Click on the headline to link to the Jobs With Justice Blog for the latest
national and international labor news, and of the efforts to counteract the
massively one-sided class struggle against the international working class
movement.
With Unemployment Rising- The Call "30 For 40"- Now More Than Ever- The Transitional Socialist Program
From the American
Left History blog-Wednesday, June 17, 2009
With Unemployment Rising- The Call "30 For 40"- Now More Than Ever- The Transitional Socialist Program
Google To Link To The Full Transitional Program Of The
Fourth International Adopted In 1938 As A Fighting Program In The Struggle For
Socialism In That Era. Many Of The Points, Including The Headline Point Of 30
Hours Work For 40 Hours Pay To Spread The Work Around Among All Workers, Is As
Valid Today As Then.
Guest Commentary
From The Transitional Program Of The Fourth
International In 1938- Sliding Scale of
Wages and Sliding Scale of Hours
Under the conditions of
disintegrating capitalism, the masses continue to live the meagerized life of
the oppressed, threatened now more than at any other time with the danger of
being cast into the pit of pauperism. They must defend their mouthful of bread,
if they cannot increase or better it. There is neither the need nor the
opportunity to enumerate here those separate, partial demands which time and
again arise on the basis of concrete circumstances – national, local, trade
union. But two basic economic afflictions, in which is summarized the
increasing absurdity of the capitalist system, that is, unemployment and high
prices, demand generalized slogans and methods of struggle.
The Fourth International
declares uncompromising war on the politics of the capitalists which, to a
considerable degree, like the politics of their agents, the reformists, aims to
place the whole burden of militarism, the crisis, the disorganization of the
monetary system and all other scourges stemming from capitalism’s death agony
upon the backs of the toilers. The Fourth International demands employment and
decent living conditions for all.
Neither monetary inflation
nor stabilization can serve as slogans for the proletariat because these are
but two ends of the same stick. Against a bounding rise in prices, which with
the approach of war will assume an ever more unbridled character, one can fight
only under the slogan of a sliding scale of wages. This means that collective
agreements should assure an automatic rise in wages in relation to the increase
in price of consumer goods.
Under the menace of its own
disintegration, the proletariat cannot permit the transformation of an
increasing section of the workers into chronically unemployed paupers, living
off the slops of a crumbling society. The right to employment is the only
serious right left to the worker in a society based upon exploitation. This
right today is left to the worker in a society based upon exploitation. This
right today is being shorn from him at every step. Against unemployment,
“structural” as well as “conjunctural,” the time is ripe to advance along with
the slogan of public works, the slogan of a sliding scale of working hours.

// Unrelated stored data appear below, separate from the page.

//! GTK host for [`GridEngine`].
//!
//! A `DrawingArea` sized to the full content height inside a
//! `ScrolledWindow`. Only the engine's visible window is painted. Per-cell
//! overlay renderers live while their cell is visible and are dropped,
//! releasing their surfaces, when it scrolls out.

use std::cell::RefCell;
use std::collections::HashMap;
use std::rc::{Rc, Weak};
use std::sync::Arc;

use gtk4::cairo;
use gtk4::prelude::*;
use gtk4::{DrawingArea, PolicyType, ScrolledWindow};
use image::RgbaImage;
use tracing::{debug, warn};

use crate::config::{GridPreferences, PreferenceStore, ZoomLevel};
use crate::engine::{GridEngine, VisibleCell};
use crate::feed::{page_channel_with_waker, PageReceiver, PageSender, PageSource};
use crate::layout::ResizeEffect;
use crate::models::{ImageId, ImageRecord};
use crate::overlay::{LodOverlayRenderer, RenderOutcome, SurfaceFactory};
use crate::ui::frame_clock::GlibFrameScheduler;

/// Cell overlay plus the cairo copy of its last drawn pixels.
struct CellOverlay {
    renderer: LodOverlayRenderer,
    painted: Option<cairo::ImageSurface>,
}

struct GridState {
    engine: GridEngine,
    overlays: HashMap<ImageId, CellOverlay>,
    factory: Rc<dyn SurfaceFactory>,
    zoom: ZoomLevel,
    prefs_key: String,
    prefs: Rc<PreferenceStore>,
}

pub struct GridView {
    scrolled: ScrolledWindow,
    area: DrawingArea,
    state: Rc<RefCell<GridState>>,
}

impl GridView {
    /// Builds the widget for the collection `prefs_key`, restoring its
    /// saved zoom and spacing.
    pub fn new(
        prefs_key: &str,
        prefs: Rc<PreferenceStore>,
        factory: Rc<dyn SurfaceFactory>,
    ) -> Rc<Self> {
        let saved = prefs.load(prefs_key);
        let scheduler = GlibFrameScheduler::new();
        let engine = GridEngine::new(saved.to_config(0.0), Box::new(scheduler.clone()));

        let area = DrawingArea::new();
        let scrolled = ScrolledWindow::builder()
            .hscrollbar_policy(PolicyType::Never)
            .hexpand(true)
            .vexpand(true)
            .child(&area)
            .build();

        let view = Rc::new(Self {
            scrolled,
            area,
            state: Rc::new(RefCell::new(GridState {
                engine,
                overlays: HashMap::new(),
                factory,
                zoom: saved.zoom,
                prefs_key: prefs_key.to_string(),
                prefs,
            })),
        });

        let weak = Rc::downgrade(&view);
        scheduler.set_callback(move || {
            if let Some(view) = weak.upgrade() {
                view.on_frame();
            }
        });
        view.setup_draw();
        view.setup_scroll();
        view.setup_resize_observer();
        view
    }

    pub fn widget(&self) -> &ScrolledWindow {
        &self.scrolled
    }

    /// Creates the page channel for a source. Deliveries wake the main
    /// loop, which drains them into the engine.
    pub fn page_channel(self: &Rc<Self>) -> (PageSender, PageReceiver) {
        let (wake_tx, wake_rx) = async_channel::unbounded::<()>();
        let weak = Rc::downgrade(self);
        glib::spawn_future_local(async move {
            while wake_rx.recv().await.is_ok() {
                let Some(view) = weak.upgrade() else {
                    break;
                };
                let added = view.state.borrow_mut().engine.poll_pages();
                if added > 0 {
                    debug!(added, "Pages delivered to grid");
                }
            }
        });
        page_channel_with_waker(Arc::new(move || {
            let _ = wake_tx.try_send(());
        }))
    }

    pub fn attach_source(&self, source: Box<dyn PageSource>, pages: PageReceiver) {
        self.state.borrow_mut().engine.attach_source(source, pages);
    }

    pub fn set_images(&self, images: Vec<ImageRecord>) {
        self.state.borrow_mut().engine.set_images(images);
    }

    pub fn zoom_in(&self) {
        self.update_zoom(ZoomLevel::zoom_in);
    }

    pub fn zoom_out(&self) {
        self.update_zoom(ZoomLevel::zoom_out);
    }

    fn update_zoom(&self, step: impl Fn(ZoomLevel) -> ZoomLevel) {
        let mut state = self.state.borrow_mut();
        let zoom = step(state.zoom);
        if zoom == state.zoom {
            return;
        }
        state.zoom = zoom;
        state.engine.set_zoom(zoom);

        let config = state.engine.config().clone();
        let prefs = GridPreferences {
            zoom,
            spacing: config.layout.spacing,
            lod: config.lod,
        };
        state.prefs.save(&state.prefs_key, prefs);
    }

    /// Detaches the engine from its source and frees every overlay surface.
    pub fn unmount(&self) {
        let mut state = self.state.borrow_mut();
        state.engine.unmount();
        state.overlays.clear();
    }

    fn on_frame(&self) {
        let total = {
            let mut state = self.state.borrow_mut();
            state.engine.on_frame();
            state.sync_overlays();
            state.engine.total_height()
        };
        self.area.set_content_height(total.ceil() as i32);
        self.area.queue_draw();
    }

    fn setup_scroll(self: &Rc<Self>) {
        let weak: Weak<Self> = Rc::downgrade(self);
        self.scrolled.vadjustment().connect_value_changed(move |adj| {
            if let Some(view) = weak.upgrade() {
                let mut state = view.state.borrow_mut();
                state.engine.set_scroll_offset(adj.value() as f32);
                state.sync_overlays();
                drop(state);
                view.area.queue_draw();
            }
        });
    }

    fn setup_resize_observer(self: &Rc<Self>) {
        let weak = Rc::downgrade(self);
        self.scrolled.add_tick_callback(move |widget, _clock| {
            if let Some(view) = weak.upgrade() {
                let (width, height) = (widget.width(), widget.height());
                if width > 0 && height > 0 {
                    let mut state = view.state.borrow_mut();
                    let effect = state.engine.set_container_size(width as f32, height as f32);
                    if effect == ResizeEffect::ViewportOnly {
                        state.sync_overlays();
                        drop(state);
                        view.area.queue_draw();
                    }
                }
            }
            glib::ControlFlow::Continue
        });
    }

    fn setup_draw(self: &Rc<Self>) {
        let weak = Rc::downgrade(self);
        self.area.set_draw_func(move |_area, cr, _w, _h| {
            if let Some(view) = weak.upgrade() {
                view.draw(cr);
            }
        });
    }

    /// Paints the current window. Overlay pixels were read back by
    /// [`GridState::sync_overlays`]; nothing here waits on the GPU.
    fn draw(&self, cr: &cairo::Context) {
        let state = self.state.borrow();
        for cell in state.engine.visible_cells() {
            paint_placeholder(cr, &cell);
            let painted = state
                .overlays
                .get(&cell.image_id)
                .and_then(|overlay| overlay.painted.as_ref());
            if let Some(surface) = painted {
                if cr.set_source_surface(surface, cell.x as f64, cell.y as f64).is_ok() {
                    let _ = cr.paint();
                }
            }
        }
    }
}

impl GridState {
    /// Renders overlays for the visible cells and copies their pixels for
    /// cairo. Runs from the frame and scroll callbacks, outside drawing.
    fn sync_overlays(&mut self) {
        let cells = self.engine.visible_cells();
        let lod = self.engine.lod_settings();

        let mut live = HashMap::with_capacity(cells.len());
        for cell in &cells {
            let Some(image) = self.engine.images().get(cell.image_index).cloned() else {
                continue;
            };
            if image.boxes().is_empty() {
                continue;
            }

            let mut overlay = self.overlays.remove(&cell.image_id).unwrap_or_else(|| CellOverlay {
                renderer: LodOverlayRenderer::new(Rc::clone(&self.factory), lod),
                painted: None,
            });
            overlay.renderer.set_settings(lod);

            match overlay.renderer.render(image.boxes(), cell.width, cell.height) {
                RenderOutcome::Drawn { .. } => {
                    overlay.painted = overlay
                        .renderer
                        .surface()
                        .and_then(|s| s.read_pixels().ok())
                        .and_then(|pixels| to_cairo_surface(&pixels));
                }
                RenderOutcome::Unchanged => {}
                RenderOutcome::Released | RenderOutcome::Unavailable => overlay.painted = None,
            }
            live.insert(cell.image_id, overlay);
        }

        // Whatever is left scrolled out of view.
        self.overlays = live;
    }
}

fn paint_placeholder(cr: &cairo::Context, cell: &VisibleCell) {
    let shade = 0.18 + (cell.image_id.0 % 7) as f64 * 0.02;
    cr.set_source_rgb(shade, shade, shade + 0.03);
    cr.rectangle(
        cell.x as f64,
        cell.y as f64,
        cell.width as f64,
        cell.height as f64,
    );
    if let Err(e) = cr.fill() {
        warn!("Failed to paint cell {}: {}", cell.image_id, e);
    }
}

/// RGBA (straight alpha) to cairo's premultiplied native-endian ARGB32.
fn to_cairo_surface(pixels: &RgbaImage) -> Option<cairo::ImageSurface> {
    let (w, h) = pixels.dimensions();
    let mut data = Vec::with_capacity((w * h * 4) as usize);
    for p in pixels.pixels() {
        let [r, g, b, a] = p.0;
        let premul = |c: u8| ((c as u16 * a as u16 + 127) / 255) as u8;
        let argb = u32::from_be_bytes([a, premul(r), premul(g), premul(b)]);
        data.extend_from_slice(&argb.to_ne_bytes());
    }
    cairo::ImageSurface::create_for_data(data, cairo::Format::ARgb32, w as i32, h as i32, (w * 4) as i32)
        .map_err(|e| warn!("Failed to wrap overlay pixels: {}", e))
        .ok()
}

Trade unions and other mass organizations should bind the workers and the
unemployed together in the solidarity of mutual responsibility. On this basis
all the work on hand would then be divided among all existing workers in accordance
with how the extent of the working week is defined. The average wage of every
worker remains the same as it was under the old working week. Wages, under a
strictly guaranteed minimum, would follow the movement of prices. It is
impossible to accept any other program for the present catastrophic period.
Property owners and their
lawyers will prove the “unrealizability” of these demands. Smaller, especially
ruined capitalists, in addition will refer to their account ledgers. The
workers categorically denounce such conclusions and references. The question is
not one of a “normal” collision between opposing material interests. The
question is one of guarding the proletariat from decay, demoralization and
ruin. The question is one of life or death of the only creative and progressive
class, and by that token of the future of mankind. If capitalism is incapable
of satisfying the demands inevitably arising from the calamities generated by
itself, then let it perish. “Realizability” or “unrealizability” is in the
given instance a question of the relationship of forces, which can be decided
only by the struggle. By means of this struggle, no matter what immediate
practical successes may be, the workers will best come to understand the
necessity of liquidating capitalist slavery.